*** Opening of TASK INPUT ***
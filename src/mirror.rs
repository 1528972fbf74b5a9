//! In-memory view of the collections fed by change notices.
//!
//! A `Mirror` is what an execution context keeps on screen: it starts from
//! the store, then folds in every notice it observes. Notices may arrive
//! more than once and in any order across channels, so applying is an
//! idempotent upsert keyed by record id.

use std::collections::HashMap;

use tokio::sync::broadcast;
use tokio_stream::wrappers::BroadcastStream;
use tokio_stream::{Stream, StreamExt};
use tracing::{debug, info, warn};

use crate::Amount;
use crate::broadcast::ChangeNotice;
use crate::model::{
    PendingPayment, Record, RecordId, RecordKind, Transaction, UserId, UserRecord,
};
use crate::store::DurableStore;
use crate::sync::SyncEventType;
use crate::validate::{sanitize, validate_record};

#[derive(Debug, Default)]
pub struct Mirror {
    transactions: HashMap<RecordId, Transaction>,
    payments: HashMap<RecordId, PendingPayment>,
    users: HashMap<UserId, UserRecord>,
}

/// Public API
impl Mirror {
    pub fn new() -> Self {
        Self::default()
    }

    /// A mirror seeded with everything the store currently holds.
    pub fn from_store(store: &DurableStore) -> Self {
        let mut mirror = Self::new();
        mirror.refresh(store);
        mirror
    }

    /// Consume notices until the stream ends.
    pub async fn run(&mut self, mut stream: impl Stream<Item = ChangeNotice> + Unpin) {
        while let Some(notice) = stream.next().await {
            // stale or malformed notices are logged and skipped
            let _ = self.apply(&notice);
        }
    }

    /// Fold one notice into the view. Returns whether anything changed.
    pub fn apply(&mut self, notice: &ChangeNotice) -> bool {
        if notice.event_type == SyncEventType::BalanceUpdated {
            return self.apply_balance(notice);
        }
        let Some(kind) = notice.event_type.record_kind() else {
            debug!(event_type = %notice.event_type, "no view for notice");
            return false;
        };

        let validation = validate_record(kind, &sanitize(&notice.data));
        if !validation.is_valid {
            warn!(
                event_type = %notice.event_type,
                errors = ?validation.errors,
                "skipped invalid notice"
            );
            return false;
        }
        let record = match Record::from_json(kind, validation.sanitized) {
            Ok(record) => record,
            Err(e) => {
                warn!(event_type = %notice.event_type, reason = %e, "skipped undecodable notice");
                return false;
            }
        };

        let id = record.id().to_string();
        let changed = match record {
            Record::Transaction(t) => upsert(&mut self.transactions, t.id.clone(), t),
            Record::PendingPayment(p) => upsert(&mut self.payments, p.id.clone(), p),
            Record::User(u) => upsert(&mut self.users, u.id.clone(), u),
        };
        Self::log_apply(&notice.event_type, &id, changed);
        changed
    }

    /// Fold one notice in using the store's copy of the record it names.
    ///
    /// The notice only contributes its type and record id, so a stale or
    /// forged payload cannot put anything in the view that the store does
    /// not hold. A record missing from the store is skipped.
    pub fn apply_from(&mut self, store: &DurableStore, notice: &ChangeNotice) -> bool {
        let kind = if notice.event_type == SyncEventType::BalanceUpdated {
            Some(RecordKind::User)
        } else {
            notice.event_type.record_kind()
        };
        let Some(kind) = kind else {
            debug!(event_type = %notice.event_type, "no view for notice");
            return false;
        };
        let id_field = match kind {
            RecordKind::User => notice.data.get("userId").or_else(|| notice.data.get("id")),
            _ => notice.data.get("id"),
        };
        let Some(id) = id_field.and_then(|v| v.as_str()) else {
            warn!(event_type = %notice.event_type, "skipped notice without record id");
            return false;
        };

        let changed = match kind {
            RecordKind::Transaction => store
                .transactions()
                .into_iter()
                .find(|t| t.id == id)
                .map(|t| upsert(&mut self.transactions, t.id.clone(), t)),
            RecordKind::PendingPayment => store
                .pending_payments()
                .into_iter()
                .find(|p| p.id == id)
                .map(|p| upsert(&mut self.payments, p.id.clone(), p)),
            RecordKind::User => store
                .user(id)
                .map(|u| upsert(&mut self.users, u.id.clone(), u)),
        };
        let Some(changed) = changed else {
            debug!(event_type = %notice.event_type, id, "notice names a record the store does not hold");
            return false;
        };
        Self::log_apply(&notice.event_type, id, changed);
        changed
    }

    /// Replace the view with what the store holds now.
    pub fn refresh(&mut self, store: &DurableStore) {
        let collection = store.load();
        self.transactions = collection
            .transactions
            .into_iter()
            .map(|t| (t.id.clone(), t))
            .collect();
        self.payments = collection
            .pending_payments
            .into_iter()
            .map(|p| (p.id.clone(), p))
            .collect();
        self.users = collection
            .users
            .into_iter()
            .map(|u| (u.id.clone(), u))
            .collect();
        info!(
            transactions = self.transactions.len(),
            payments = self.payments.len(),
            users = self.users.len(),
            "mirror refreshed"
        );
    }

    pub fn transaction(&self, id: &str) -> Option<&Transaction> {
        self.transactions.get(id)
    }

    pub fn payment(&self, id: &str) -> Option<&PendingPayment> {
        self.payments.get(id)
    }

    pub fn user(&self, id: &str) -> Option<&UserRecord> {
        self.users.get(id)
    }

    pub fn transactions(&self) -> impl Iterator<Item = &Transaction> + '_ {
        self.transactions.values()
    }

    pub fn payments(&self) -> impl Iterator<Item = &PendingPayment> + '_ {
        self.payments.values()
    }

    pub fn users(&self) -> impl Iterator<Item = &UserRecord> + '_ {
        self.users.values()
    }
}

/// Private API
impl Mirror {
    /// `balance_updated` carries `{ userId | id, balance }` for a known user.
    fn apply_balance(&mut self, notice: &ChangeNotice) -> bool {
        let data = &notice.data;
        let user_id = data
            .get("userId")
            .or_else(|| data.get("id"))
            .and_then(|v| v.as_str());
        let balance = data.get("balance").and_then(|v| v.as_f64());
        let (Some(user_id), Some(balance)) = (user_id, balance) else {
            warn!(event_type = %notice.event_type, "skipped balance notice without user or balance");
            return false;
        };
        let Some(user) = self.users.get_mut(user_id) else {
            debug!(user_id, "balance notice for unknown user");
            return false;
        };

        let balance = Amount::from_float(balance);
        let changed = user.balance != balance;
        user.balance = balance;
        Self::log_apply(&notice.event_type, user_id, changed);
        changed
    }

    fn log_apply(event_type: &SyncEventType, id: &str, changed: bool) {
        if changed {
            info!(%event_type, id, "applied");
        } else {
            debug!(%event_type, id, "skipped duplicate");
        }
    }
}

fn upsert<T: PartialEq>(map: &mut HashMap<String, T>, id: String, record: T) -> bool {
    match map.get(&id) {
        Some(existing) if *existing == record => false,
        _ => {
            map.insert(id, record);
            true
        }
    }
}

/// Adapt a bus receiver into the stream [`Mirror::run`] consumes.
///
/// A lagging receiver skips the notices it missed; call
/// [`Mirror::refresh`] to catch up.
pub fn notice_stream(
    receiver: broadcast::Receiver<ChangeNotice>,
) -> impl Stream<Item = ChangeNotice> + Unpin {
    Box::pin(
        BroadcastStream::new(receiver).filter_map(|item| match item {
            Ok(notice) => Some(notice),
            Err(e) => {
                warn!(reason = %e, "mirror lagged behind the bus");
                None
            }
        }),
    )
}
*** Close of TASK INPUT ***
PROBLEM TO SOLVE:
All of the material above needs to be copied exactly.

RESULT FOR THIS EXERCISE:
filename src/mirror.rs
repository 1528972fbf74b5a9
//! In-memory view of the collections fed by change notices.
//!
//! A `Mirror` is what an execution context keeps on screen: it starts from
//! the store, then folds in every notice it observes. Notices may arrive
//! more than once and in any order across channels, so applying is an
//! idempotent upsert keyed by record id.

use std::collections::HashMap;

use tokio::sync::broadcast;
use tokio_stream::wrappers::BroadcastStream;
use tokio_stream::{Stream, StreamExt};
use tracing::{debug, info, warn};

use crate::Amount;
use crate::broadcast::ChangeNotice;
use crate::model::{
    PendingPayment, Record, RecordId, RecordKind, Transaction, UserId, UserRecord,
};
use crate::store::DurableStore;
use crate::sync::SyncEventType;
use crate::validate::{sanitize, validate_record};

#[derive(Debug, Default)]
pub struct Mirror {
    transactions: HashMap<RecordId, Transaction>,
    payments: HashMap<RecordId, PendingPayment>,
    users: HashMap<UserId, UserRecord>,
}

/// Public API
impl Mirror {
    pub fn new() -> Self {
        Self::default()
    }

    /// A mirror seeded with everything the store currently holds.
    pub fn from_store(store: &DurableStore) -> Self {
        let mut mirror = Self::new();
        mirror.refresh(store);
        mirror
    }

    /// Consume notices until the stream ends.
    pub async fn run(&mut self, mut stream: impl Stream<Item = ChangeNotice> + Unpin) {
        while let Some(notice) = stream.next().await {
            // stale or malformed notices are logged and skipped
            let _ = self.apply(&notice);
        }
    }

    /// Fold one notice into the view. Returns whether anything changed.
    pub fn apply(&mut self, notice: &ChangeNotice) -> bool {
        if notice.event_type == SyncEventType::BalanceUpdated {
            return self.apply_balance(notice);
        }
        let Some(kind) = notice.event_type.record_kind() else {
            debug!(event_type = %notice.event_type, "no view for notice");
            return false;
        };

        let validation = validate_record(kind, &sanitize(&notice.data));
        if !validation.is_valid {
            warn!(
                event_type = %notice.event_type,
                errors = ?validation.errors,
                "skipped invalid notice"
            );
            return false;
        }
        let record = match Record::from_json(kind, validation.sanitized) {
            Ok(record) => record,
            Err(e) => {
                warn!(event_type = %notice.event_type, reason = %e, "skipped undecodable notice");
                return false;
            }
        };

        let id = record.id().to_string();
        let changed = match record {
            Record::Transaction(t) => upsert(&mut self.transactions, t.id.clone(), t),
            Record::PendingPayment(p) => upsert(&mut self.payments, p.id.clone(), p),
            Record::User(u) => upsert(&mut self.users, u.id.clone(), u),
        };
        Self::log_apply(&notice.event_type, &id, changed);
        changed
    }

    /// Fold one notice in using the store's copy of the record it names.
    ///
    /// The notice only contributes its type and record id, so a stale or
    /// forged payload cannot put anything in the view that the store does
    /// not hold. A record missing from the store is skipped.
    pub fn apply_from(&mut self, store: &DurableStore, notice: &ChangeNotice) -> bool {
        let kind = if notice.event_type == SyncEventType::BalanceUpdated {
            Some(RecordKind::User)
        } else {
            notice.event_type.record_kind()
        };
        let Some(kind) = kind else {
            debug!(event_type = %notice.event_type, "no view for notice");
            return false;
        };
        let id_field = match kind {
            RecordKind::User => notice.data.get("userId").or_else(|| notice.data.get("id")),
            _ => notice.data.get("id"),
        };
        let Some(id) = id_field.and_then(|v| v.as_str()) else {
            warn!(event_type = %notice.event_type, "skipped notice without record id");
            return false;
        };

        let changed = match kind {
            RecordKind::Transaction => store
                .transactions()
                .into_iter()
                .find(|t| t.id == id)
                .map(|t| upsert(&mut self.transactions, t.id.clone(), t)),
            RecordKind::PendingPayment => store
                .pending_payments()
                .into_iter()
                .find(|p| p.id == id)
                .map(|p| upsert(&mut self.payments, p.id.clone(), p)),
            RecordKind::User => store
                .user(id)
                .map(|u| upsert(&mut self.users, u.id.clone(), u)),
        };
        let Some(changed) = changed else {
            debug!(event_type = %notice.event_type, id, "notice names a record the store does not hold");
            return false;
        };
        Self::log_apply(&notice.event_type, id, changed);
        changed
    }

    /// Replace the view with what the store holds now.
    pub fn refresh(&mut self, store: &DurableStore) {
        let collection = store.load();
        self.transactions = collection
            .transactions
            .into_iter()
            .map(|t| (t.id.clone(), t))
            .collect();
        self.payments = collection
            .pending_payments
            .into_iter()
            .map(|p| (p.id.clone(), p))
            .collect();
        self.users = collection
            .users
            .into_iter()
            .map(|u| (u.id.clone(), u))
            .collect();
        info!(
            transactions = self.transactions.len(),
            payments = self.payments.len(),
            users = self.users.len(),
            "mirror refreshed"
        );
    }

    pub fn transaction(&self, id: &str) -> Option<&Transaction> {
        self.transactions.get(id)
    }

    pub fn payment(&self, id: &str) -> Option<&PendingPayment> {
        self.payments.get(id)
    }

    pub fn user(&self, id: &str) -> Option<&UserRecord> {
        self.users.get(id)
    }

    pub fn transactions(&self) -> impl Iterator<Item = &Transaction> + '_ {
        self.transactions.values()
    }

    pub fn payments(&self) -> impl Iterator<Item = &PendingPayment> + '_ {
        self.payments.values()
    }

    pub fn users(&self) -> impl Iterator<Item = &UserRecord> + '_ {
        self.users.values()
    }
}

/// Private API
impl Mirror {
    /// `balance_updated` carries `{ userId | id, balance }` for a known user.
    fn apply_balance(&mut self, notice: &ChangeNotice) -> bool {
        let data = &notice.data;
        let user_id = data
            .get("userId")
            .or_else(|| data.get("id"))
            .and_then(|v| v.as_str());
        let balance = data.get("balance").and_then(|v| v.as_f64());
        let (Some(user_id), Some(balance)) = (user_id, balance) else {
            warn!(event_type = %notice.event_type, "skipped balance notice without user or balance");
            return false;
        };
        let Some(user) = self.users.get_mut(user_id) else {
            debug!(user_id, "balance notice for unknown user");
            return false;
        };

        let balance = Amount::from_float(balance);
        let changed = user.balance != balance;
        user.balance = balance;
        Self::log_apply(&notice.event_type, user_id, changed);
        changed
    }

    fn log_apply(event_type: &SyncEventType, id: &str, changed: bool) {
        if changed {
            info!(%event_type, id, "applied");
        } else {
            debug!(%event_type, id, "skipped duplicate");
        }
    }
}

fn upsert<T: PartialEq>(map: &mut HashMap<String, T>, id: String, record: T) -> bool {
    match map.get(&id) {
        Some(existing) if *existing == record => false,
        _ => {
            map.insert(id, record);
            true
        }
    }
}

/// Adapt a bus receiver into the stream [`Mirror::run`] consumes.
///
/// A lagging receiver skips the notices it missed; call
/// [`Mirror::refresh`] to catch up.
pub fn notice_stream(
    receiver: broadcast::Receiver<ChangeNotice>,
) -> impl Stream<Item = ChangeNotice> + Unpin {
    Box::pin(
        BroadcastStream::new(receiver).filter_map(|item| match item {
            Ok(notice) => Some(notice),
            Err(e) => {
                warn!(reason = %e, "mirror lagged behind the bus");
                None
            }
        }),
    )
}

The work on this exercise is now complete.